I have a confession to make: sometimes I defrost chicken on the counter. I also eat pizza or leftovers that have sat out overnight. I frequently give a perfunctory sniff to milk that is still in my fridge past the date on the carton, and if it doesn’t smell wrong I drink it. I don’t always wash fresh fruit and vegetables before eating them. If my cheese is moldy, I trim it off then eat the remaining cheese. I’ve ingested potato salad that has baked in the sun. I don’t use a thermometer to make sure my meat has reached an internal temperature of 165 degrees before I remove it from the grill or the oven, I drink water straight from the tap, and I never, ever, use antibacterial wipes to sanitize the handle of my grocery store shopping cart.
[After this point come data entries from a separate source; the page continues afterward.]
use std::fmt;
use std::path::{Path, PathBuf};
use std::str::FromStr;
use std::sync::Arc;

use chrono::{DateTime, Utc};
use serde::{Deserialize, Serialize};

use super::state::JobState;
use crate::error::FailureKind;
use crate::executor::Executor;

/// How comparison plots are produced for a job.
#[derive(Debug, Clone, Copy, Default, PartialEq, Eq, Serialize, Deserialize)]
pub enum PlotType {
    /// Every 5th sample of every column.
    #[default]
    FastPlot,
    /// Every sample of every column.
    FullPlot,
    /// Every 5th sample, failing columns only.
    FastPlotErrors,
    /// Every sample, failing columns only.
    FullPlotErrors,
    /// Like `FastPlot` but streamed row by row.
    MemoryFastPlot,
}

impl PlotType {
    /// Plots are only produced when the comparison found failures.
    pub fn only_on_errors(self) -> bool {
        matches!(self, PlotType::FastPlotErrors | PlotType::FullPlotErrors)
    }

    /// Sample stride used when writing plot series.
    pub fn stride(self) -> usize {
        match self {
            PlotType::FullPlot | PlotType::FullPlotErrors => 1,
            PlotType::FastPlot | PlotType::FastPlotErrors | PlotType::MemoryFastPlot => 5,
        }
    }
}

impl FromStr for PlotType {
    type Err = ();

    fn from_str(s: &str) -> Result<Self, Self::Err> {
        match s.to_ascii_lowercase().as_str() {
            "fastplot" => Ok(PlotType::FastPlot),
            "fullplot" => Ok(PlotType::FullPlot),
            "fastploterrors" => Ok(PlotType::FastPlotErrors),
            "fullploterrors" => Ok(PlotType::FullPlotErrors),
            "memoryfastplot" => Ok(PlotType::MemoryFastPlot),
            _ => Err(()),
        }
    }
}

impl fmt::Display for PlotType {
    fn fmt(&self, f: &mut fmt::Formatter<'_>) -> fmt::Result {
        fmt::Debug::fmt(self, f)
    }
}

/// Periodic engine state dumps requested for scenario runs.
#[derive(Debug, Clone, PartialEq, Serialize, Deserialize)]
pub struct AutoSerialization {
    pub directory: String,
    pub period_s: f64,
    pub period_timestamps: bool,
    pub after_actions: bool,
    pub reload_state: bool,
}

impl AutoSerialization {
    /// Parses `dir,period,On|Off,On|Off,On|Off`.
    pub fn parse(value: &str) -> Option<Self> {
        let parts: Vec<&str> = value.split(',').map(str::trim).collect();
        if parts.len() != 5 {
            return None;
        }
        Some(Self {
            directory: parts[0].to_string(),
            period_s: parts[1].parse().ok()?,
            period_timestamps: parse_on_off(parts[2])?,
            after_actions: parse_on_off(parts[3])?,
            reload_state: parse_on_off(parts[4])?,
        })
    }
}

fn parse_on_off(value: &str) -> Option<bool> {
    match value.to_ascii_lowercase().as_str() {
        "on" => Some(true),
        "off" => Some(false),
        _ => None,
    }
}

/// A single named test unit in a run.
#[derive(Clone)]
pub struct TestJob {
    pub name: String,
    pub group: String,
    pub executor_name: Option<String>,
    pub executor: Option<Arc<dyn Executor>>,
    pub state: JobState,
    pub state_history: Vec<JobState>,
    pub known_failure: bool,
    pub skip_execution: bool,
    pub skip_plot: bool,
    pub plottable_results: bool,
    pub plot_type: PlotType,
    pub percent_difference: f64,
    pub baseline_directory: String,
    pub computed_directory: String,
    pub results: Vec<String>,
    pub baseline_files: Vec<PathBuf>,
    pub computed_files: Vec<PathBuf>,
    pub report_files: Vec<PathBuf>,
    pub patient_file: Option<String>,
    pub use_state: bool,
    pub auto_serialization: Option<AutoSerialization>,
    pub failure: Option<FailureKind>,
    pub started_at: Option<DateTime<Utc>>,
    pub finished_at: Option<DateTime<Utc>>,
}

impl fmt::Debug for TestJob {
    fn fmt(&self, f: &mut fmt::Formatter<'_>) -> fmt::Result {
        f.debug_struct("TestJob")
            .field("name", &self.name)
            .field("group", &self.group)
            .field("executor", &self.executor_name)
            .field("state", &self.state)
            .field("known_failure", &self.known_failure)
            .field("skip_execution", &self.skip_execution)
            .field("skip_plot", &self.skip_plot)
            .field("plottable_results", &self.plottable_results)
            .field("plot_type", &self.plot_type)
            .field("baseline_files", &self.baseline_files)
            .field("computed_files", &self.computed_files)
            .finish_non_exhaustive()
    }
}

impl TestJob {
    pub fn new(name: String, group: String, percent_difference: f64) -> Self {
        Self {
            name,
            group,
            executor_name: None,
            executor: None,
            state: JobState::Provisioned,
            state_history: Vec::new(),
            known_failure: false,
            skip_execution: false,
            skip_plot: false,
            plottable_results: false,
            plot_type: PlotType::default(),
            percent_difference,
            baseline_directory: ".".to_string(),
            computed_directory: ".".to_string(),
            results: Vec::new(),
            baseline_files: Vec::new(),
            computed_files: Vec::new(),
            report_files: Vec::new(),
            patient_file: None,
            use_state: false,
            auto_serialization: None,
            failure: None,
            started_at: None,
            finished_at: None,
        }
    }

    /// Whether the assigned executor follows scenario naming conventions.
    pub fn runs_scenarios(&self) -> bool {
        self.executor.as_ref().is_some_and(|e| e.runs_scenarios())
    }

    /// An executed job moves on to comparison only when it has plottable
    /// results and nothing asked to skip the plot.
    pub fn wants_comparison(&self) -> bool {
        self.plottable_results && !self.skip_plot
    }

    /// Fill baseline/computed file lists from `Results=` or from the job name.
    pub fn derive_result_files(&mut self) {
        self.baseline_files.clear();
        self.computed_files.clear();
        if !self.results.is_empty() {
            for result in &self.results {
                self.baseline_files
                    .push(Path::new(&self.baseline_directory).join(format!("{result}.zip")));
                self.computed_files
                    .push(Path::new(&self.computed_directory).join(format!("{result}.txt")));
            }
        } else if self.runs_scenarios() {
            let base = self.name.clone();
            self.derive_scenario_result_files(&base);
        } else {
            self.baseline_files
                .push(Path::new(&self.baseline_directory).join(format!("{}.zip", self.name)));
            self.computed_files
                .push(Path::new(&self.computed_directory).join(format!("{}.txt", self.name)));
        }
    }

    /// Scenario naming: `Validation/Patient.xml` compares
    /// `<baseline>/Validation/Current Baseline/PatientResults.zip` against
    /// `<computed>/Validation/PatientResults.txt`.
    pub fn derive_scenario_result_files(&mut self, base_name: &str) {
        self.baseline_files.clear();
        self.computed_files.clear();

        let stem = base_name.find(".xml").map_or(base_name, |i| &base_name[..i]);
        let dirs: Vec<&str> = stem.split(['/', '\\']).filter(|d| !d.is_empty()).collect();
        let Some((file, parents)) = dirs.split_last() else {
            return;
        };

        let mut baseline = PathBuf::from(&self.baseline_directory);
        let mut computed = PathBuf::from(&self.computed_directory);
        for dir in parents {
            baseline.push(dir);
            computed.push(dir);
        }
        baseline.push("Current Baseline");
        baseline.push(format!("{file}Results.zip"));
        computed.push(format!("{file}Results.txt"));

        self.baseline_files.push(baseline);
        self.computed_files.push(computed);
    }

    /// One report file per computed file. Plottable results keep their
    /// report inside the plot directory named after the computed file.
    pub fn derive_report_files(&mut self) {
        self.report_files = self
            .computed_files
            .iter()
            .map(|computed| report_file_for(computed, self.plottable_results))
            .collect();
    }

    /// Hint passed to artifact cleanup for the job as a whole.
    pub fn cleanup_hint(&self) -> PathBuf {
        Path::new(&self.computed_directory).join(&self.name)
    }
}

fn report_file_for(computed: &Path, plottable: bool) -> PathBuf {
    let stem = computed.with_extension("");
    let base = stem
        .file_name()
        .map(|n| n.to_string_lossy().into_owned())
        .unwrap_or_default();
    if plottable {
        stem.join(format!("{base}Report.json"))
    } else {
        let mut name = stem.into_os_string();
        name.push("Report.json");
        PathBuf::from(name)
    }
}

/// Structured record of one job's passage through a run.
#[derive(Debug, Clone, Serialize, Deserialize)]
pub struct JobRecord {
    pub name: String,
    pub group: String,
    pub known_failure: bool,
    pub failure: Option<FailureKind>,
    pub state_transitions: Vec<JobState>,
    pub started_at: Option<DateTime<Utc>>,
    pub finished_at: Option<DateTime<Utc>>,
    pub duration_ms: Option<i64>,
}

impl JobRecord {
    pub fn from_job(job: &TestJob) -> Self {
        let mut transitions = job.state_history.clone();
        transitions.push(job.state);
        let duration_ms = match (job.started_at, job.finished_at) {
            (Some(start), Some(end)) => Some((end - start).num_milliseconds()),
            _ => None,
        };
        Self {
            name: job.name.clone(),
            group: job.group.clone(),
            known_failure: job.known_failure,
            failure: job.failure,
            state_transitions: transitions,
            started_at: job.started_at,
            finished_at: job.finished_at,
            duration_ms,
        }
    }
}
I believe we are doing ourselves a grave disservice with our obsession over cleanliness in this country. By now, most people have heard of the problems that have arisen from the misuse of antibiotics. We have bred superbugs by overprescribing antibiotics and overusing antibacterial products. This is natural selection, pure and simple: when you take antibiotics inappropriately, either by asking for them for illnesses that are not caused by bacteria (e.g. colds, flus, and other viruses) or by not taking the full course of medication for genuine bacterial infections, only the weak bugs get killed, and the strongest ones survive to pass on their DNA to the next generation. And, bacteria have very, very, very short generation times – as short as a few minutes in many cases (compare that to the human generation time of approximately 20 years). This scourge has been helped along by the proliferation of antibacterial household products – dish soap, laundry soap, cleaners, etc. – as well as a paranoid overabundance of hand sanitizers, antibacterial hand soap, and antibacterial wipes. I was stunned when handy popup dispensers of these wipes started appearing at the front of grocery cart stalls with friendly signs inviting shoppers to wipe down the cart handle. I was frustrated when I was unable to find non-antibacterial dish or hand soap at the store. And lately I have found myself furious at commercials that cluck disapprovingly at the fictional mom who uses *GASP* a dishrag to wipe her toddler’s high chair tray instead of a disposable, antibacterial towelette, or who fails to install a popup dispenser of disposable hand towels in her bathroom.
What the hell has happened to us? Well, other than breeding superbugs, we are also breeding a generation of weaker, sicklier children. New research is showing the vital importance of the bacterial colonies that live on and in our bodies, colonies that we change – sometimes irreversibly – through our misuse of antibacterial products. When we take antibiotics, we kill the healthy flora in our gut along with the illness-causing bacteria. When we constantly douse children with antibacterial gel, we don’t allow them the healthy exposure to bugs that they need to build a natural immunity. Ever wonder why seemingly mild illnesses can kill when they are brought into contact with populations that have never experienced them? It’s because they didn’t get that exposure as children. In fact, in parts of the Amazon it’s actually illegal for outsiders to try to contact indigenous tribes because they have no immunity to modern diseases. Vaccines operate on this basic, simple principle: limited exposure to a pathogen (viruses, in the case of vaccines) trains the body to recognize it the next time, and the body is already primed with the appropriate immune response. The same is true of early childhood exposure to bacteria and other pathogens and allergens. Increases in asthma and allergies in kids appears to be directly correlated with being too clean.
As far as I know, I have had food poisoning three times in my life. I’m sure there have been other instances but there’s only three that I can identify with absolute certainty. As far as I can tell, I have never gotten food poisoning from room-temperature defrosted or undercooked meat, unwashed produce, or countertop leftovers. I happily gnawed on the grocery-cart handle as a kid, and my mom never doused me with antibacterials. I haven’t always washed my hands before eating or even after using the bathroom. I have no allergies, no asthma, and a healthy, normally functioning immune system. I catch an occasional cold – maybe once a year – and haven’t had the flu since last century. Now, my experience is of course anecdotal, not scientific. But the research to show what our dependence on some mythical standard of cleanliness is doing to us is out there, and I think society as a whole would be wise to heed it. Yes, wash your hands, sneeze into your elbow, be aware of seasonal illnesses like the flu, and minimize your exposure to pathogens when possible, but be rational about it, and don’t be sucked in by the antibacterial panic.